_Exercise description_.
Report every line of the data that includes "impl".

====== Exercise inputs ======

//! Configuration loading and root folder resolution
//!
//! Bootstrap configuration comes from a TOML file. Values resolve in this
//! priority order (highest first):
//! 1. Command-line argument
//! 2. Environment variable
//! 3. TOML config file
//! 4. OS-dependent compiled default

use crate::{Error, Result};
use serde::{Deserialize, Serialize};
use std::path::{Path, PathBuf};
use tracing::{debug, warn};

/// Environment variable naming the root folder
pub const ROOT_FOLDER_ENV: &str = "SLUSH_ROOT_FOLDER";

/// Bootstrap configuration loaded from TOML file
///
/// These settings cannot change while the service runs.
#[derive(Debug, Clone, Serialize, Deserialize)]
pub struct TomlConfig {
    /// Root folder for uploads, outputs and presets (optional)
    #[serde(default)]
    pub root_folder: Option<PathBuf>,

    /// Logging configuration
    #[serde(default)]
    pub logging: LoggingConfig,

    /// HTTP listener
    #[serde(default)]
    pub server: ServerConfig,

    /// Upload and output directories
    #[serde(default)]
    pub storage: StorageConfig,

    /// Preset catalog file; relative paths resolve against the root folder
    #[serde(default)]
    pub presets_path: Option<PathBuf>,

    /// External processing tool binary
    #[serde(default = "default_sox_binary")]
    pub sox_binary: String,

    /// Number of jobs allowed to run at the same time
    #[serde(default = "default_worker_slots")]
    pub worker_slots: usize,

    /// Output artifact retention
    #[serde(default)]
    pub retention: RetentionConfig,
}

/// Logging configuration
#[derive(Debug, Clone, Serialize, Deserialize)]
pub struct LoggingConfig {
    /// Log level (trace, debug, info, warn, error)
    #[serde(default = "default_log_level")]
    pub level: String,
}

/// HTTP listener configuration
#[derive(Debug, Clone, Serialize, Deserialize)]
pub struct ServerConfig {
    #[serde(default = "default_host")]
    pub host: String,
    #[serde(default = "default_port")]
    pub port: u16,
}

/// Storage directories (relative paths resolve against the root folder)
#[derive(Debug, Clone, Serialize, Deserialize)]
pub struct StorageConfig {
    #[serde(default = "default_uploads_dir")]
    pub uploads_dir: PathBuf,
    #[serde(default = "default_outputs_dir")]
    pub outputs_dir: PathBuf,
}

/// Output retention configuration
#[derive(Debug, Clone, Serialize, Deserialize)]
pub struct RetentionConfig {
    /// Artifacts older than this are deleted by the sweeper
    #[serde(default = "default_max_age_secs")]
    pub max_age_secs: u64,
    /// Time between sweeps
    #[serde(default = "default_sweep_interval_secs")]
    pub sweep_interval_secs: u64,
}

fn default_log_level() -> String {
    "info".to_string()
}

fn default_host() -> String {
    "127.0.0.1".to_string()
}

fn default_port() -> u16 {
    5000
}

fn default_uploads_dir() -> PathBuf {
    PathBuf::from("uploads")
}

fn default_outputs_dir() -> PathBuf {
    PathBuf::from("outputs")
}

fn default_sox_binary() -> String {
    "sox".to_string()
}

fn default_worker_slots() -> usize {
    2
}

fn default_max_age_secs() -> u64 {
    3600
}

fn default_sweep_interval_secs() -> u64 {
    3600
}

impl Default for TomlConfig {
    fn default() -> Self {
        Self {
            root_folder: None,
            logging: LoggingConfig::default(),
            server: ServerConfig::default(),
            storage: StorageConfig::default(),
            presets_path: None,
            sox_binary: default_sox_binary(),
            worker_slots: default_worker_slots(),
            retention: RetentionConfig::default(),
        }
    }
}

impl Default for LoggingConfig {
    fn default() -> Self {
        Self {
            level: default_log_level(),
        }
    }
}

impl Default for ServerConfig {
    fn default() -> Self {
        Self {
            host: default_host(),
            port: default_port(),
        }
    }
}

impl Default for StorageConfig {
    fn default() -> Self {
        Self {
            uploads_dir: default_uploads_dir(),
            outputs_dir: default_outputs_dir(),
        }
    }
}

impl Default for RetentionConfig {
    fn default() -> Self {
        Self {
            max_age_secs: default_max_age_secs(),
            sweep_interval_secs: default_sweep_interval_secs(),
        }
    }
}

impl StorageConfig {
    /// Resolve (uploads, outputs) against the root folder
    pub fn resolve(&self, root_folder: &Path) -> (PathBuf, PathBuf) {
        (
            resolve_under(root_folder, &self.uploads_dir),
            resolve_under(root_folder, &self.outputs_dir),
        )
    }
}

/// Join `path` onto `root` unless it is already absolute
pub fn resolve_under(root: &Path, path: &Path) -> PathBuf {
    if path.is_absolute() {
        path.to_path_buf()
    } else {
        root.join(path)
    }
}

/// Root folder resolution
///
/// 1. Command-line argument (highest priority)
/// 2. Environment variable
/// 3. TOML config file
/// 4. OS-dependent compiled default (fallback)
pub fn resolve_root_folder(
    cli_arg: Option<&Path>,
    env_var_name: &str,
    toml_config: &TomlConfig,
) -> PathBuf {
    if let Some(path) = cli_arg {
        return path.to_path_buf();
    }

    if let Ok(path) = std::env::var(env_var_name) {
        if !path.trim().is_empty() {
            return PathBuf::from(path);
        }
    }

    if let Some(path) = &toml_config.root_folder {
        return path.clone();
    }

    get_default_root_folder()
}

/// Locate the platform config file, if one exists
///
/// Linux checks `~/.config/slushwave/config.toml`, then
/// `/etc/slushwave/config.toml`.
pub fn find_config_file() -> Option<PathBuf> {
    let user_config = dirs::config_dir().map(|d| d.join("slushwave").join("config.toml"));
    if let Some(path) = user_config {
        if path.exists() {
            return Some(path);
        }
    }

    if cfg!(target_os = "linux") {
        let system_config = PathBuf::from("/etc/slushwave/config.toml");
        if system_config.exists() {
            return Some(system_config);
        }
    }

    None
}

/// Read and parse a TOML config file
pub fn load_toml_config(path: &Path) -> Result<TomlConfig> {
    let content = std::fs::read_to_string(path)
        .map_err(|e| Error::Config(format!("Read TOML failed ({}): {}", path.display(), e)))?;
    let config = toml::from_str(&content)?;
    debug!(path = %path.display(), "Loaded TOML config");
    Ok(config)
}

/// Load the TOML config from an explicit path or the platform location
///
/// A missing file yields the defaults; an unreadable or malformed file is an error.
pub fn load_or_default(explicit: Option<&Path>) -> Result<TomlConfig> {
    match explicit {
        Some(path) => load_toml_config(path),
        None => match find_config_file() {
            Some(path) => load_toml_config(&path),
            None => {
                debug!("No config file found, using built-in defaults");
                Ok(TomlConfig::default())
            }
        },
    }
}

/// Write TOML config atomically (temp file + rename)
pub fn write_toml_config(config: &TomlConfig, path: &Path) -> Result<()> {
    let content = toml::to_string_pretty(config)?;

    if let Some(parent) = path.parent() {
        if !parent.as_os_str().is_empty() {
            std::fs::create_dir_all(parent)?;
        }
    }

    let tmp_path = path.with_extension("toml.tmp");
    std::fs::write(&tmp_path, content)?;
    if let Err(e) = std::fs::rename(&tmp_path, path) {
        warn!(path = %path.display(), error = %e, "Atomic rename of TOML config failed");
        let _ = std::fs::remove_file(&tmp_path);
        return Err(e.into());
    }

    Ok(())
}

/// Get OS-dependent default root folder path
fn get_default_root_folder() -> PathBuf {
    if cfg!(target_os = "linux") {
        // ~/.local/share/slushwave (or /var/lib/slushwave for system-wide)
        dirs::data_local_dir()
            .map(|d| d.join("slushwave"))
            .unwrap_or_else(|| PathBuf::from("/var/lib/slushwave"))
    } else if cfg!(target_os = "macos") {
        dirs::data_dir()
            .map(|d| d.join("slushwave"))
            .unwrap_or_else(|| PathBuf::from("/Library/Application Support/slushwave"))
    } else if cfg!(target_os = "windows") {
        dirs::data_local_dir()
            .map(|d| d.join("slushwave"))
            .unwrap_or_else(|| PathBuf::from("C:\\ProgramData\\slushwave"))
    } else {
        PathBuf::from("./slushwave_data")
    }
}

======

_Reply to the exercise_.
impl Default for TomlConfig {
impl Default for LoggingConfig {
impl Default for ServerConfig {
impl Default for StorageConfig {
impl Default for RetentionConfig {
impl StorageConfig {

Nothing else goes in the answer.